### EXERCISE MATERIALS
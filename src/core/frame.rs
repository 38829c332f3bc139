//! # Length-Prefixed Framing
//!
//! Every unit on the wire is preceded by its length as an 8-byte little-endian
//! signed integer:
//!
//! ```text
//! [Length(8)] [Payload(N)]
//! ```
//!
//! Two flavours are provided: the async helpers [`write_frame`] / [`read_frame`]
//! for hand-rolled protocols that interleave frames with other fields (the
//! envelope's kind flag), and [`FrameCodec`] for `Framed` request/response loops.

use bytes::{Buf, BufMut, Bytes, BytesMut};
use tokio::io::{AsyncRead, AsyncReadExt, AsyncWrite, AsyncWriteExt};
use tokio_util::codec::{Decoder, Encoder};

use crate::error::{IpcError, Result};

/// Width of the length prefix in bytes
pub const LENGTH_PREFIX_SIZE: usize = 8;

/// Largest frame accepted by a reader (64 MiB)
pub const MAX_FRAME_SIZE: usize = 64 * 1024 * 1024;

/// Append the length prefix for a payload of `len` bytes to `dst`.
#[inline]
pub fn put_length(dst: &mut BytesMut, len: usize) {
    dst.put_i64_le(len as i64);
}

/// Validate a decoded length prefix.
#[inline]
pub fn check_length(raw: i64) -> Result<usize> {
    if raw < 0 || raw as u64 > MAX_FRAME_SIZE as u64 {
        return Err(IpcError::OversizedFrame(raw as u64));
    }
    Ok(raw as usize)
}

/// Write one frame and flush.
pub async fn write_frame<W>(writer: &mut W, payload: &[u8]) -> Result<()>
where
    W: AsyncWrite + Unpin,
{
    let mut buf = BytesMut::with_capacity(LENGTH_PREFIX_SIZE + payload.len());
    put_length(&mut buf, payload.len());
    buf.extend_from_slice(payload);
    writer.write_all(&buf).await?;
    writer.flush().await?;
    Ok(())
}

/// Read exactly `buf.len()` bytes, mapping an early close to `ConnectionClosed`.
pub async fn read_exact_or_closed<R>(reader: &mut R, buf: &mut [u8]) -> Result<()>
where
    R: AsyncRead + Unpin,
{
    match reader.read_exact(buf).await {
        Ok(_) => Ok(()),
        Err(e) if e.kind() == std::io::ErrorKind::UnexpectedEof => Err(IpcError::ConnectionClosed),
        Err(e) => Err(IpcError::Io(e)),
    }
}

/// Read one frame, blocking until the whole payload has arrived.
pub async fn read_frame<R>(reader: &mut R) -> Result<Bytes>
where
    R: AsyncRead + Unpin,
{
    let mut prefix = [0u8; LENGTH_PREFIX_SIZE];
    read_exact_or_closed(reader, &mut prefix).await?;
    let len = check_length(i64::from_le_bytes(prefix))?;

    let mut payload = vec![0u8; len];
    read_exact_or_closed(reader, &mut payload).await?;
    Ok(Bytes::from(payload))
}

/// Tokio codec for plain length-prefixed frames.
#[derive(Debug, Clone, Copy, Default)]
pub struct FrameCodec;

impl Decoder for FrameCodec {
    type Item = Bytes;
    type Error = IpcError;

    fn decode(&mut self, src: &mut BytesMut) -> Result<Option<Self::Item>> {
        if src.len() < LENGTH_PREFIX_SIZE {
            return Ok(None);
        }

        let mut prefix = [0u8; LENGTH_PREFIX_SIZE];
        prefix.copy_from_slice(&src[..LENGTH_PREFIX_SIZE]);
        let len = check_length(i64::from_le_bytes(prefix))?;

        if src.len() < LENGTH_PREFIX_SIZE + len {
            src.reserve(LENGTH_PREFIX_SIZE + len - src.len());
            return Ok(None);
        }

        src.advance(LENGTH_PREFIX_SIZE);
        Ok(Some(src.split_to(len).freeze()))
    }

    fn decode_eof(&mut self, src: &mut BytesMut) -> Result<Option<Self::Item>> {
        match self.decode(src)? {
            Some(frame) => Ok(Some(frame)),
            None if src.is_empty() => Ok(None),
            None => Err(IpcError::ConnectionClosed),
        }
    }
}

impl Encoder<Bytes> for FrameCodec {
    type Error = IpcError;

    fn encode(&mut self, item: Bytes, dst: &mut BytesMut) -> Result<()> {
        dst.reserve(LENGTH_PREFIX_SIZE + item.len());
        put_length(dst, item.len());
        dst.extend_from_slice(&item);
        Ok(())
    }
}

* * *

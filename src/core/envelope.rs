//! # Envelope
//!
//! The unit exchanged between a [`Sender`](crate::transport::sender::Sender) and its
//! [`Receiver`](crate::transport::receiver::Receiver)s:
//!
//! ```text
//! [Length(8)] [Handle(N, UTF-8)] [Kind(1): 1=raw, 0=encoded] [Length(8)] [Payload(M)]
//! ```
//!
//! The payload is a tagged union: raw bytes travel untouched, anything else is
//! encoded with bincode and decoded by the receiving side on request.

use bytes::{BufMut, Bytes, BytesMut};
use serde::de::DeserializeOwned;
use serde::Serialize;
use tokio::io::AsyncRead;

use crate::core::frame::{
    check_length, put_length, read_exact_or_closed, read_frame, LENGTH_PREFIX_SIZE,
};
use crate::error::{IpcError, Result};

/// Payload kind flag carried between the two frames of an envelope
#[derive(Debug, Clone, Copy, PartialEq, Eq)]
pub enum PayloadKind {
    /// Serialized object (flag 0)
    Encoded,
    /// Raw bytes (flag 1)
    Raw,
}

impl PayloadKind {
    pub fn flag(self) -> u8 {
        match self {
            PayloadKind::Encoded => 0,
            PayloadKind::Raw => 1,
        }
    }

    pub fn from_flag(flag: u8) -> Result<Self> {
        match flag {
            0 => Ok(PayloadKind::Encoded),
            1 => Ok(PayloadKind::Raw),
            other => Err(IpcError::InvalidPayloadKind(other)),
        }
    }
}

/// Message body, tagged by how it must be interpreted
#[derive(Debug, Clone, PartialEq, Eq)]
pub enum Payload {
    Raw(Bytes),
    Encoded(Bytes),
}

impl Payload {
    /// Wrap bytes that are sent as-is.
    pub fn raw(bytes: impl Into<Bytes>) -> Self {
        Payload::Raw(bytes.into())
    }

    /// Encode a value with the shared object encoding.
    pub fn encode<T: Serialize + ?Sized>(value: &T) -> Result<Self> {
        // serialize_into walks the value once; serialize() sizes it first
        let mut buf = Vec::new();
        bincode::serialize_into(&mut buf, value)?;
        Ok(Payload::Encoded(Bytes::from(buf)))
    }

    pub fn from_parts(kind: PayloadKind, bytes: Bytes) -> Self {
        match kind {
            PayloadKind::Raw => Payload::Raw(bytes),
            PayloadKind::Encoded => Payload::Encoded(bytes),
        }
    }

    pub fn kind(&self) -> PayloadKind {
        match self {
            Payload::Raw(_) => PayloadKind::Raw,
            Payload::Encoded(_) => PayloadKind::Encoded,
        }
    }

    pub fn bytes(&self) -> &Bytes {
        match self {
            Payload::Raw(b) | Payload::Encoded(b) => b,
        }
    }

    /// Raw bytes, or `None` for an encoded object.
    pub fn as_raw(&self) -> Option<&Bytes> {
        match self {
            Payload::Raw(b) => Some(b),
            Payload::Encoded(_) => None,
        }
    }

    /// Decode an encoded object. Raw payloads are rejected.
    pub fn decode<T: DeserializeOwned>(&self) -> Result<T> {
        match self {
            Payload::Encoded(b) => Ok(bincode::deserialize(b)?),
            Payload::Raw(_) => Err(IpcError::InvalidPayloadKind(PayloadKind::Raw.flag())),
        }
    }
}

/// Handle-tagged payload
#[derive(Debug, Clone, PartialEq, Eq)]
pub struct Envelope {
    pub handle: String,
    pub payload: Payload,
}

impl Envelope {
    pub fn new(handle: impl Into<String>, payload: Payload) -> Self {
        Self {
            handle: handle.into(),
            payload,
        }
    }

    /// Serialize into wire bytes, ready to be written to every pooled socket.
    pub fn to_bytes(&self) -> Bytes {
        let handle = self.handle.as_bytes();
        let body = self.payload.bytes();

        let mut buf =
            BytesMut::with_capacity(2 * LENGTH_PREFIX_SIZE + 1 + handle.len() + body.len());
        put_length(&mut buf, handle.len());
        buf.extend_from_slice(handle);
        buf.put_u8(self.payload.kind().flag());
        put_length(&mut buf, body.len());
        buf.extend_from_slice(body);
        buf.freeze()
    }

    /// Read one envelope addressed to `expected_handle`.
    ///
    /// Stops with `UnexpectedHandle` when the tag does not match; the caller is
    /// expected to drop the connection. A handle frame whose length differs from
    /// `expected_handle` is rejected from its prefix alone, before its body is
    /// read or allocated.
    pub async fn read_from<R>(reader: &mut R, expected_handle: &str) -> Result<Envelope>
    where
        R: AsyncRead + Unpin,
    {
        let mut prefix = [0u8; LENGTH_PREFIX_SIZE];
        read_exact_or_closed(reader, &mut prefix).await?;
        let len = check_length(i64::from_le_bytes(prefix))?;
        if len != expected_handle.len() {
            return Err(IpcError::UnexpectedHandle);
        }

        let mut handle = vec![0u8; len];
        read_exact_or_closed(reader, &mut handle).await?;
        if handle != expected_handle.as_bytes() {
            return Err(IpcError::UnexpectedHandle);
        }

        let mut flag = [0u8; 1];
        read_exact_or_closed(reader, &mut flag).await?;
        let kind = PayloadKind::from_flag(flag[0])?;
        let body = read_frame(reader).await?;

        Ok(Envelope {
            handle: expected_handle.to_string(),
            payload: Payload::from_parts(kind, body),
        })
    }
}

==

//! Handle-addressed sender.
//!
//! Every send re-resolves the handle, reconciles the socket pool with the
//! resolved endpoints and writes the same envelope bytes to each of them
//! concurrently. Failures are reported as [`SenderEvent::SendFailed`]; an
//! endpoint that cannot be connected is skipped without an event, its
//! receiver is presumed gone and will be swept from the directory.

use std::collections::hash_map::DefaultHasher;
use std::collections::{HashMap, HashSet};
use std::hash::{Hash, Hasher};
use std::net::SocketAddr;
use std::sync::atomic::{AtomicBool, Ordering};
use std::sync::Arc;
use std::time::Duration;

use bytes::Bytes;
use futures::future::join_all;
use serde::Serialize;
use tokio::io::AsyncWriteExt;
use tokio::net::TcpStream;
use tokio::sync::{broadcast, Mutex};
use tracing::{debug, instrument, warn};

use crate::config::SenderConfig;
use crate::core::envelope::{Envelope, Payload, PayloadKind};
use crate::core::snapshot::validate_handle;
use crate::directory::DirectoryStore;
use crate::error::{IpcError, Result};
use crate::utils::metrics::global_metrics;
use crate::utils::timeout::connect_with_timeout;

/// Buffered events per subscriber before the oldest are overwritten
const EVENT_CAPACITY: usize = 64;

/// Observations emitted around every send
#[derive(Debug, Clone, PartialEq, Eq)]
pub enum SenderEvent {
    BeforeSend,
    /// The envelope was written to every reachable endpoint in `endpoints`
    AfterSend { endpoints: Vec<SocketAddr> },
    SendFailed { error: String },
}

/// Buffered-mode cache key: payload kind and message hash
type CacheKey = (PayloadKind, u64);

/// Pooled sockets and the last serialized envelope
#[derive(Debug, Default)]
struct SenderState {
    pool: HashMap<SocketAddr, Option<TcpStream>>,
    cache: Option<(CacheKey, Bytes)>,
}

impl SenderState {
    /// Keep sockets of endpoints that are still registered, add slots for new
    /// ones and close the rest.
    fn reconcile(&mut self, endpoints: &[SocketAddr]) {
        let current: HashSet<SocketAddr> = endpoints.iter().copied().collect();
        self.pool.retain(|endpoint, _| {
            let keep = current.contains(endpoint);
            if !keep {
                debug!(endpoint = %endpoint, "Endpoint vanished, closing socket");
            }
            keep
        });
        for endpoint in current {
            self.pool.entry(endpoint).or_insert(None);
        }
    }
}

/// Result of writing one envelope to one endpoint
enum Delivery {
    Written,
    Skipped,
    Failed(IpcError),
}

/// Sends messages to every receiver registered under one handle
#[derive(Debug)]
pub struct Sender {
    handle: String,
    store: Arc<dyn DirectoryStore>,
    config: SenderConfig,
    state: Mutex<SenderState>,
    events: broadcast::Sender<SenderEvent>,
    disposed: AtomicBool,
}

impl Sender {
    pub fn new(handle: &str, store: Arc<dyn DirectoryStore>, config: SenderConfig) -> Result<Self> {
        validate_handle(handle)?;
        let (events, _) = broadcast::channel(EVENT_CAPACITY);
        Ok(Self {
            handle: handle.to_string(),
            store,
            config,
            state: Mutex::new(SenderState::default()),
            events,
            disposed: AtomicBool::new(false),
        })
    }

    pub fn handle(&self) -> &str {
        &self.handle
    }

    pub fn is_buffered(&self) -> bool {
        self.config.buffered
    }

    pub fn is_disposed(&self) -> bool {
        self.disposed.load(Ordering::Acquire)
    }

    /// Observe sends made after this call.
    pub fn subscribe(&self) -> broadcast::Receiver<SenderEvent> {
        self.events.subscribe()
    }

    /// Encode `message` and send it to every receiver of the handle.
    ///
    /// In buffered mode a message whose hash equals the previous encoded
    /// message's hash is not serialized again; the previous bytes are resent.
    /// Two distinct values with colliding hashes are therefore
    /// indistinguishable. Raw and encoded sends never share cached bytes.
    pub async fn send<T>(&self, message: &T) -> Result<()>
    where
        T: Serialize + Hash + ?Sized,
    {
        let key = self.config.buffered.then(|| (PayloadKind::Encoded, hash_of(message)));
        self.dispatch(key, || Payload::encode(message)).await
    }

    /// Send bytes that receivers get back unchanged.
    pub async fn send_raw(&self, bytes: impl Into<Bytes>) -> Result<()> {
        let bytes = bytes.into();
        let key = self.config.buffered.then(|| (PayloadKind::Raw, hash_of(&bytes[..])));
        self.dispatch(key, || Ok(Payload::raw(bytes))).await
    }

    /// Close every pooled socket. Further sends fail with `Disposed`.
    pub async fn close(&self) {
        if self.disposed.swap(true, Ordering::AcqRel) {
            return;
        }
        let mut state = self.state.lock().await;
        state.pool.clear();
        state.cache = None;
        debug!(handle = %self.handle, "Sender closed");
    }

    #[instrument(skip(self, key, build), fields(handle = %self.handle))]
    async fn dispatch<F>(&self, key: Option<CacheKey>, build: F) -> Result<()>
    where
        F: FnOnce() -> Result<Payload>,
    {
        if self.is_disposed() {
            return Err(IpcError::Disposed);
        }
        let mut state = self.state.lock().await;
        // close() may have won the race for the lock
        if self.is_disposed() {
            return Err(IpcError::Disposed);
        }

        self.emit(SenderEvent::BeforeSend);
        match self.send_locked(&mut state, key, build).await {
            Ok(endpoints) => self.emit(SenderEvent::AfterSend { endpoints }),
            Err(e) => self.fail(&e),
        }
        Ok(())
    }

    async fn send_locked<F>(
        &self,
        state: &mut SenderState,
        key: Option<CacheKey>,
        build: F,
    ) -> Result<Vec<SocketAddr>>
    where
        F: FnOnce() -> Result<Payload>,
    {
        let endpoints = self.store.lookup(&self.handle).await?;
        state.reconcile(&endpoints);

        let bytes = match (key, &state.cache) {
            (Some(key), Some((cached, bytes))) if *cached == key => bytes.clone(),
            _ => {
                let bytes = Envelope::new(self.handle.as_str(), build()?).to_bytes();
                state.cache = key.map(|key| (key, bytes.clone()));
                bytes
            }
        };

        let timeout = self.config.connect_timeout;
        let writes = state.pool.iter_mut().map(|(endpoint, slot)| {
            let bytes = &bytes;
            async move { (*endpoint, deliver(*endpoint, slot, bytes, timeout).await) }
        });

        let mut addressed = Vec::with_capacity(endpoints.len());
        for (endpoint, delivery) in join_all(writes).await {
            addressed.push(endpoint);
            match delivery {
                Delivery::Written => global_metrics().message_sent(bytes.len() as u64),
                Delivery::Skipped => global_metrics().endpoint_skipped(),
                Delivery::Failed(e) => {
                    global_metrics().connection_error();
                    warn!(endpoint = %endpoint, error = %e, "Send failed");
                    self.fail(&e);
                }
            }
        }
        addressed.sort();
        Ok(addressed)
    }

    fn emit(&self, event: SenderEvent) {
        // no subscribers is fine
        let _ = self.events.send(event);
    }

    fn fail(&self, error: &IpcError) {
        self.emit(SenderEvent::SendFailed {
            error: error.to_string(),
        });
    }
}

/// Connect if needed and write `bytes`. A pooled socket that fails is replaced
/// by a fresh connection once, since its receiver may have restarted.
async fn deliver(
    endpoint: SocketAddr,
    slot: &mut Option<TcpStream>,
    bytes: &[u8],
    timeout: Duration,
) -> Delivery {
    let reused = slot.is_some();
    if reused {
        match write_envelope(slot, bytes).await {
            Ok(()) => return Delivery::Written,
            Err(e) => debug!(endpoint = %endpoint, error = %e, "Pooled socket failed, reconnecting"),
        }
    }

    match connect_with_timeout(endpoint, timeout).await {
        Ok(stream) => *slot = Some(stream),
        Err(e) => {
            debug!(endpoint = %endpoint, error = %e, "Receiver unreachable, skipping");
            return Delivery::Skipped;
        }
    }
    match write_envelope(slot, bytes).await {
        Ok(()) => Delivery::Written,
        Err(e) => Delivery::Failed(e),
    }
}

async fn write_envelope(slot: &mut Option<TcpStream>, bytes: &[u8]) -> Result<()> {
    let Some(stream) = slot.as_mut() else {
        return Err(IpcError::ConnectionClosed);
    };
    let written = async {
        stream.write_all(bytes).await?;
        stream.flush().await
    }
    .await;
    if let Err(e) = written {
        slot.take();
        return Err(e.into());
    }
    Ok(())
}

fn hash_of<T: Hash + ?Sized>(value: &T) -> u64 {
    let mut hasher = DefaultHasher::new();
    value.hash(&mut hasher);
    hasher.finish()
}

### ASSIGNMENT
With the line holding "filename src/core/frame.rs" as the first and the line holding "other fields (the" as the last, please transcribe exactly the lines of the material above in that range and nothing else.

### EXPECTED ANSWER
filename src/core/frame.rs
repository 38829c332f3bc139
//! # Length-Prefixed Framing
//!
//! Every unit on the wire is preceded by its length as an 8-byte little-endian
//! signed integer:
//!
//! ```text
//! [Length(8)] [Payload(N)]
//! ```
//!
//! Two flavours are provided: the async helpers [`write_frame`] / [`read_frame`]
//! for hand-rolled protocols that interleave frames with other fields (the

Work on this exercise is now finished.